LC3 expression is inversely correlated with that of Snail and prognosis in TNBC. a Expression of LC3 and Snail in 13 TNBC tissue samples is detected using mmunohistochemistry (mean  ±  SD, magnification  ×  10, scale bars: 50 μm, *P  <  0.05). b Expression of LC3, Snail, and E-cadherin in 13 TNBC tissue samples is detected using multicolor immune fluorescence (mean  ±  SD, magnification  ×  20, scale bars: 50 μm, magnification  ×  69.1, scale bars: 10 μm, *P  <  0.05). c, d The prognostic values of the mRNA expression ratio of Snail/LC3 in TNBC patients are analyzed (Kaplan–Meier plotter). A higher Snail/LC3 mRNA expression ratio is associated with poorer distance metastasis free survival (P  =  0.015) in the Gene-Chip Datasets (c) and poorer disease specific survival (P  =  0.04), disease free interval (P  =  0.029) and progression free interval (P  =  0.027) in TCGA RNA-Seq datasets (d). The top quartile was used as the cutoff value

Full size image

Discussion

Treatment strategies for triple-negative breast cancer (TNBC) are limited, and the prognosis is extremely poor. Previous studies confirmed that about 35% of patients with TNBC developed distant metastases within 5 years of initial diagnosis, due to the ineffectiveness of current treatments as well as more malignant behaviors [25,26,27]. Studies have validated that EMT plays a critical role in cancer metastasis. EMT changes the expression of epithelial markers to a mesenchymal pattern and endows cells with enhanced migratory and invasive abilities [28]. Several studies have demonstrated that the anti-metastasis effect of Huaier was mediated, at least in part, by the suppression of EMT [29,30,31,32,33,34]. Our study showed that treatment with PS-T inhibited cell invasion and migration through the downregulation of EMT. In animal model experiments, lung metastatic nodules were reduced in mice treated with PS-T. These results were sufficient to demonstrate that PS-T can effectively reduce the metastatic ability of TNBC cells in vivo and in vitro. Further study of the specific molecular mechanism is necessary.
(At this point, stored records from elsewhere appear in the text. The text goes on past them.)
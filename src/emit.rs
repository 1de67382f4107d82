//! Component E: fast-import emission (spec §4.5.6, §6), grounded on
//! `export.c`.
//!
//! Blobs are staged to a fan-out directory tree before being streamed (the
//! original does this so blob data can be written once and referenced by
//! serial from several commits without re-reading the master); marks are
//! assigned once per blob and once per commit, in the order each is first
//! referenced.

use std::collections::HashMap;
use std::io::Write;
use std::path::{Path, PathBuf};

use crate::authormap::AuthorMap;
use crate::model::{CvsCommit, GitCommit};
use crate::tags::TagTable;

const FANOUT: u32 = 256;

/// Two-level fan-out directory path for blob `serial`, matching the
/// original's `blobfile()`.
pub fn blob_path(root: &Path, serial: u32) -> PathBuf {
    let mut path = root.to_path_buf();
    let mut m = serial;
    let mut components = Vec::new();
    loop {
        let digit = m % FANOUT;
        m /= FANOUT;
        components.push(format!("={digit:x}"));
        if m == 0 {
            break;
        }
    }
    components.reverse();
    for c in components {
        path.push(c);
    }
    path
}

pub struct BlobStore {
    root: PathBuf,
}

impl BlobStore {
    pub fn new(root: PathBuf) -> std::io::Result<Self> {
        std::fs::create_dir_all(&root)?;
        Ok(BlobStore { root })
    }

    pub fn stage(&self, serial: u32, bytes: &[u8]) -> std::io::Result<()> {
        let path = blob_path(&self.root, serial);
        if let Some(parent) = path.parent() {
            std::fs::create_dir_all(parent)?;
        }
        std::fs::write(path, bytes)
    }

    pub fn load(&self, serial: u32) -> std::io::Result<Vec<u8>> {
        std::fs::read(blob_path(&self.root, serial))
    }
}

enum FileOp {
    Modify { mode: u32, mark: u32, path: String },
    Delete { path: String },
}

/// Diff two revdir snapshots into fast-import file operations (spec §8's
/// second quantified invariant: present-in-parent-not-child ⇒ `D`,
/// present-in-child-with-different-content ⇒ `M`).
fn diff_revdirs(
    parent: Option<&crate::revdir::Revdir>,
    child: &crate::revdir::Revdir,
    marks: &mut Marks,
) -> Vec<FileOp> {
    let child_files: Vec<CvsCommit> = child.iter_post_order();
    let parent_map: HashMap<String, CvsCommit> = parent
        .map(|p| p.iter_post_order().into_iter().map(|c| (c.export_path(), c)).collect())
        .unwrap_or_default();

    let mut ops = Vec::new();
    let mut seen = std::collections::HashSet::new();
    for file in &child_files {
        let path = file.export_path();
        seen.insert(path.clone());
        let unchanged = parent_map.get(&path).map(|p| std::sync::Arc::ptr_eq(p, file)).unwrap_or(false);
        if unchanged {
            continue;
        }
        if file.dead {
            if parent_map.contains_key(&path) {
                ops.push(FileOp::Delete { path });
            }
            continue;
        }
        let mark = marks.mark_for_blob(file);
        let mode = if file.master.mode & 0o100 != 0 { 0o100755 } else { 0o100644 };
        ops.push(FileOp::Modify { mode, mark, path });
    }
    for (path, _) in &parent_map {
        if !seen.contains(path) {
            ops.push(FileOp::Delete { path: path.clone() });
        }
    }
    ops
}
Interestingly, increasing evidence highlights the essential and multifaceted impact of autophagy in cancer. Autophagy seems to function as a tumor suppressor and inhibits tumorigenesis during tumor development [35,36,37]. Therefore, autophagy represents an attractive therapeutic target for cancer therapy. It was found that autophagy induced by Huaier significantly inhibited the proliferation of cancer cells [14,15,16]. Yang et al. confirmed that Huaier increased the expression of LC3 and induced the formation of autolysosomes in hepatoma SK-HEP-1 cells [16]. Similarly, our study showed that PS-T enhanced autophagosome–lysosome fusion and promoted autophagy in breast cancer cells (Fig. 2).
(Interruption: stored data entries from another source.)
//! Component B: node hash table (spec §4.2).
//!
//! Pairs each master's versions and patches into a single delta-tree
//! [`Node`] per revision number, keyed by revision number rather than by
//! the manual bucket-chaining the original uses (a `HashMap` already gives
//! us the "intern once, revisit many times" behaviour the original's
//! `NODE_HASH_SIZE`-bucket table provides by hand).

use std::collections::HashMap;
use std::rc::Rc;

use crate::cvsnumber::CvsNumber;
use crate::model::{CvsPatch, CvsVersion, Node, NodeRef};

/// Owns the per-master node table. Confined to the worker thread building
/// one master's DAG; discarded once component D has produced the file's
/// [`crate::model::CvsCommit`] chain.
#[derive(Default)]
pub struct NodeHash {
    table: HashMap<CvsNumber, NodeRef>,
    pub head_node: Option<NodeRef>,
}

impl NodeHash {
    pub fn new() -> Self {
        Self::default()
    }

    fn node_for(&mut self, number: CvsNumber) -> NodeRef {
        self.table.entry(number).or_insert_with(|| Node::new(number)).clone()
    }

    fn find_parent(&self, number: &CvsNumber, depth: usize) -> Option<NodeRef> {
        let key = number.truncated(depth);
        self.table.get(&key).cloned()
    }

    /// Intern a version onto the node list.
    pub fn hash_version(&mut self, v: &Rc<CvsVersion>, warnings: &crate::diagnostics::Warnings) {
        let node = self.node_for(v.number);
        if node.version.borrow().is_some() {
            crate::announce!(warnings, "more than one delta with number {}", v.number);
        } else {
            *node.version.borrow_mut() = Some(v.clone());
        }
        *v.node.borrow_mut() = Some(node.clone());
        if node.number.depth() % 2 == 1 {
            crate::announce!(warnings, "revision with odd depth ({})", v.number);
        }
    }

    /// Intern a patch onto the node list.
    pub fn hash_patch(&mut self, p: &Rc<CvsPatch>, warnings: &crate::diagnostics::Warnings) {
        let node = self.node_for(p.number);
        if node.patch.borrow().is_some() {
            crate::announce!(warnings, "more than one delta with number {}", p.number);
        } else {
            *node.patch.borrow_mut() = Some(p.clone());
        }
        *p.node.borrow_mut() = Some(node.clone());
        if node.number.depth() % 2 == 1 {
            crate::announce!(warnings, "patch with odd depth ({})", p.number);
        }
    }

    /// Intern a branch-attachment number onto the node list.
    pub fn hash_branch(&mut self, number: CvsNumber) -> NodeRef {
        self.node_for(number)
    }

    fn try_pair(&mut self, a: &NodeRef, b: &NodeRef) {
        let n = a.number.depth();
        if n == b.number.depth() {
            if n == 2 {
                *a.next.borrow_mut() = Some(b.clone());
                *b.to.borrow_mut() = Some(a.clone());
                return;
            }
            if a.number.same_branch(&b.number) {
                *a.next.borrow_mut() = Some(b.clone());
                *a.to.borrow_mut() = Some(b.clone());
                return;
            }
        } else if n == 2 {
            self.head_node = Some(a.clone());
        }
        if b.number.depth() % 2 == 0 {
            *b.starts.borrow_mut() = true;
            if let Some(p) = self.find_parent(&b.number, 1) {
                *p.next.borrow_mut() = Some(b.clone());
            }
        }
    }

    /// Build branch links (`down`/`sib`) across the whole node list, once
    /// every version and patch has been interned.
    pub fn build_branches(&mut self, warnings: &crate::diagnostics::Warnings) {
        if self.table.is_empty() {
            return;
        }
        let mut nodes: Vec<NodeRef> = self.table.values().cloned().collect();
        nodes.sort_by(|a, b| a.number.cmp(&b.number));

        if nodes.last().unwrap().number.depth() == 2 {
            self.head_node = Some(nodes.last().unwrap().clone());
        }

        for i in (0..nodes.len() - 1).rev() {
            let (a, b) = (nodes[i].clone(), nodes[i + 1].clone());
            self.try_pair(&a, &b);
        }

        for a in nodes.iter().rev() {
            if !*a.starts.borrow() {
                continue;
            }
            match self.find_parent(&a.number, 2) {
                Some(b) => {
                    *a.sib.borrow_mut() = b.down.borrow().clone();
                    *b.down.borrow_mut() = Some(a.clone());
                }
                None => {
                    crate::announce!(warnings, "no parent for {}", a.number);
                }
            }
        }
    }

    /// Find the file version that `cvs_number` would resolve to: the
    /// lowest version on the same branch that is still greater than `number`.
    pub fn find_version(
        versions: &[Rc<CvsVersion>],
        number: &CvsNumber,
    ) -> Option<NodeRef> {
        let mut best: Option<&Rc<CvsVersion>> = None;
        for v in versions {
            if v.number.same_branch(number)
                && v.number > *number
                && best.map(|b| b.number > v.number).unwrap_or(true)
            {
                best = Some(v);
            }
        }
        best.and_then(|v| v.node.borrow().clone())
    }
}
Previous studies found that autophagy inhibited EMT and metastasis in gastric cancer [12]. In addition, autophagy impaired the invasion migration and of glioblastoma cells by downregulating Snail and Slug [38]. Other studies suggested that autophagy reverses EMT and metastasis via the degradation of Snail and Twist [11]. Moreover, silencing autophagy with a chemical inhibitor or by gene silencing increased Snail levels and the mesenchymal phenotype was restored by blocking autophagy-related proteins [13, 38]. These studies all indicate that autophagy might play a crucial role in regulating Snail, which is essential for determining EMT in cancer. In our research, we identified for the first time that PS-T-induced autophagy inhibits cancer invasion and migration by the degradation of Snail protein (Fig. 3, Fig. 4).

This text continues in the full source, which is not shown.